Di tengah transisi politik dan semangat kolektif bangsa dalam memperjuangkan visi Indonesia Emas 2045, pembangunan Sumber Daya Manusia seharusnya menjadi kunci transformasi “bonus demokrasi” Indonesia sebagai modalitas utama pembangunan nasional menuju kemajuan peradaban Indonesia dan terhindar dari “middle income trap”.
Kompetisi ekonomi global yang cenderung mengarah pada “ancaman” fragmentasi geo-ekonomi akibat rivalitas kekuatan ekonomi Amerika Serikat versus Tiongkok dan perlambatan ekonomi paska pandemic Covid-19, memerlukan penguatan tata kelola pendidikan nasional khususnya Pendidikan Tinggi sebagai prioritas kebijakan pembangunan manusia Indonesia dalam menjamin pertumbuhan ekonomi keberlanjutan dan berkeadilan berbasis teknologi.
Di sisi lain, kompetisi dan pergeseran geopolitik global yang semakin menguat dengan kecenderungan logika pendekatan “ril politik” paska pecahnya Perang Rusia-Ukraina dan Kebijakan Perang Israel di Gaza yang menegasikan Hak Asasi Manusia dan Kedaulatan Bangsa Palestina, menunjukkan pentingnya kepemimpinan yang berpihak kepada kemanusiaan dan kemajuan peradaban dalam mencari solusi perdamaian.
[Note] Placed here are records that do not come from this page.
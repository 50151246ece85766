//! Save plans.
//!
//! A save plan turns a [`Diff`] into remote operations grouped in waves. The
//! dependency graph is at most two levels deep (parent collections and their
//! children), so two passes over the provisional entities are enough.
//!
//! # Waves
//!
//! 0. Deletes, children before parents. Each stage completes before the next.
//! 1. Updates of persisted entities, plus the root document.
//! 2. Inserts of provisional entities whose parent (if any) is persisted.
//! 3. Writes of entities whose parent was provisional at planning time. Their
//!    parent reference is resolved through the ids assigned in wave 2; a child
//!    whose parent failed is not attempted.

use crate::{
    error::Result, CollectionName, DeleteOp, Diff, Entity, Error, FailureReason, Identity,
    InsertOp, OpKind, Operation, RecordId, Schema, UpdateOp,
};
use serde::Serialize;
use std::collections::HashMap;

/// Ids assigned by inserts in the current cycle, keyed by provisional identity.
pub type IdentityMap = HashMap<Identity, RecordId>;

/// A delete of a persisted record.
#[derive(Debug, Clone, PartialEq, Eq, Serialize)]
#[serde(rename_all = "camelCase")]
pub struct PlannedDelete {
    pub collection: CollectionName,
    pub id: RecordId,
}

impl PlannedDelete {
    pub fn operation(&self) -> Operation {
        Operation::Delete(DeleteOp::new(self.collection.clone(), self.id.clone()))
    }
}

/// An insert or update of one entity, captured at planning time.
#[derive(Debug, Clone, PartialEq, Serialize)]
#[serde(rename_all = "camelCase")]
pub struct PlannedWrite {
    pub collection: CollectionName,
    /// Identity of the entity when the plan was built
    pub target: Identity,
    pub parent: Option<Identity>,
    pub content: serde_json::Value,
}

/// A write whose ids are all persisted.
#[derive(Debug, Clone, PartialEq)]
pub struct ResolvedWrite {
    pub operation: Operation,
    /// Persisted parent id, for the snapshot entry
    pub parent: Option<RecordId>,
}

impl PlannedWrite {
    fn from_entity(collection: &str, entity: &Entity) -> Self {
        Self {
            collection: collection.to_string(),
            target: entity.id.clone(),
            parent: entity.parent.clone(),
            content: entity.content.clone(),
        }
    }

    /// Insert for a provisional target, update otherwise.
    pub fn kind(&self) -> OpKind {
        match self.target {
            Identity::Provisional(_) => OpKind::Insert,
            Identity::Persisted(_) => OpKind::Update,
        }
    }

    /// Whether this write must wait for its parent's insert.
    pub fn depends_on_insert(&self) -> bool {
        self.parent.as_ref().is_some_and(Identity::is_provisional)
    }

    /// Build the remote operation, resolving a provisional parent through
    /// `assigned`.
    pub fn resolve(
        &self,
        schema: &Schema,
        root_id: &str,
        assigned: &IdentityMap,
    ) -> std::result::Result<ResolvedWrite, FailureReason> {
        let invalid = |e: Error| FailureReason::Invalid(e.to_string());

        let parent = match &self.parent {
            None => None,
            Some(Identity::Persisted(id)) => Some(id.clone()),
            Some(provisional) => Some(
                assigned
                    .get(provisional)
                    .cloned()
                    .ok_or_else(|| FailureReason::ParentUnresolved(provisional.clone()))?,
            ),
        };

        let nested = schema.depth(&self.collection).map_err(invalid)? > 0;
        let owner = match (&parent, nested) {
            (Some(parent), true) => parent.as_str(),
            (None, false) => root_id,
            (None, true) => {
                return Err(FailureReason::Invalid(format!(
                    "{} in {} has no parent",
                    self.target, self.collection
                )))
            }
            (Some(_), false) => {
                return Err(FailureReason::Invalid(format!(
                    "{} is not a nested collection",
                    self.collection
                )))
            }
        };
        let payload = schema
            .attach_link(&self.collection, &self.content, owner)
            .map_err(invalid)?;

        let operation = match &self.target {
            Identity::Persisted(id) => {
                Operation::Update(UpdateOp::new(self.collection.clone(), id.clone(), payload))
            }
            Identity::Provisional(_) => {
                Operation::Insert(InsertOp::new(self.collection.clone(), payload))
            }
        };

        Ok(ResolvedWrite { operation, parent })
    }
}

/// Operations for one save cycle, grouped by wave.
#[derive(Debug, Clone, PartialEq, Serialize)]
#[serde(rename_all = "camelCase")]
pub struct SavePlan {
    /// Root document id
    pub root_id: RecordId,
    /// Root document fields to write in wave 1
    pub root: Option<serde_json::Value>,
    /// Wave 0: delete stages, deepest collections first
    pub deletes: Vec<Vec<PlannedDelete>>,
    /// Wave 1: updates of persisted entities
    pub updates: Vec<PlannedWrite>,
    /// Wave 2: inserts without a pending parent
    pub inserts: Vec<PlannedWrite>,
    /// Wave 3: writes waiting on a wave 2 insert
    pub dependents: Vec<PlannedWrite>,
}

impl SavePlan {
    /// Build the plan for a diff.
    pub fn build(schema: &Schema, root_id: impl Into<RecordId>, diff: &Diff) -> Result<Self> {
        let mut plan = SavePlan {
            root_id: root_id.into(),
            root: diff.root.clone(),
            deletes: Vec::new(),
            updates: Vec::new(),
            inserts: Vec::new(),
            dependents: Vec::new(),
        };

        let mut nested_deletes = Vec::new();
        let mut top_deletes = Vec::new();
        for (collection, ids) in &diff.deleted {
            let stage = match schema.depth(collection)? {
                0 => &mut top_deletes,
                _ => &mut nested_deletes,
            };
            stage.extend(ids.iter().map(|id| PlannedDelete {
                collection: collection.clone(),
                id: id.clone(),
            }));
        }
        plan.deletes = [nested_deletes, top_deletes]
            .into_iter()
            .filter(|stage| !stage.is_empty())
            .collect();

        for (collection, entities) in &diff.dirty {
            schema.collection(collection)?;
            for entity in entities {
                let write = PlannedWrite::from_entity(collection, entity);
                if write.depends_on_insert() {
                    plan.dependents.push(write);
                } else if write.target.is_provisional() {
                    plan.inserts.push(write);
                } else {
                    plan.updates.push(write);
                }
            }
        }

        Ok(plan)
    }

    /// The root document update, if the root changed.
    pub fn root_operation(&self, schema: &Schema) -> Option<Operation> {
        self.root.as_ref().map(|fields| {
            Operation::Update(UpdateOp::new(
                schema.root.name.clone(),
                self.root_id.clone(),
                fields.clone(),
            ))
        })
    }

    /// Total number of planned operations.
    pub fn len(&self) -> usize {
        usize::from(self.root.is_some())
            + self.deletes.iter().map(Vec::len).sum::<usize>()
            + self.updates.len()
            + self.inserts.len()
            + self.dependents.len()
    }

    pub fn is_empty(&self) -> bool {
        self.len() == 0
    }
}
Ketua KOMNAS HAM Dr. Atnike Sigiro, sebagai narasumber dan juga Dosen Paramadina Graduate School of Diplomacy menekankan bahwa Hak atas Pendidikan merupakan Hak Asasi Manusia dan bukanlah sebuah keistimewaan. “Pendidikan Tinggi, seringkali dipisahkan dari hak atas pendidikan”, tegas Atnike. “Padahal Hak atas Pendidikan Tinggi, setidaknya memiliki 4 (empat) arti penting, yaitu hak pemberdayaan, hak mobilitas vertikal kelompok marjinal dari kemiskinan, hak atas akses sarana yang diperlukan untuk mewujudkan hak lainnya, dan terakhir hak untuk berkontribusi dalam pengembangan penuh kepribadian manusia”, jelas Atnike lebih lanjut. “Pendidikan Gratis tidak berarti mengabaikan kualitas standar pendidikan”, tegasnya.
Dr. Bima Arya, Wali Kota Bogor 2014-2024 dan juga Dosen Paramadina Graduate School of Diplomacy menekankan pentingnya aspek keberlanjutan dalam setiap kebijakan publik termasuk sektor pendidikan, khususnya Perguruan Tinggi. “Apakah jumlah 61.271 jiwa penduduk Indonesia dengan latar pendidikan Doktor (S3) atau atau hanya sekitar 0,02 % dari total penduduk Indonesia sekitar 270 juta, sudah cukup menjawab tantangan menuju Indonesia Emas 2045?”, ujarnya. “Di Bogor, penerapan Kebijakan proses Penerimaan Peserta Didik Baru (PPDB) melalui Zonasi seringkali berujung “kisruh” di lapangan akibat tata kelola kewenangan yang lemah”, tegas Bima.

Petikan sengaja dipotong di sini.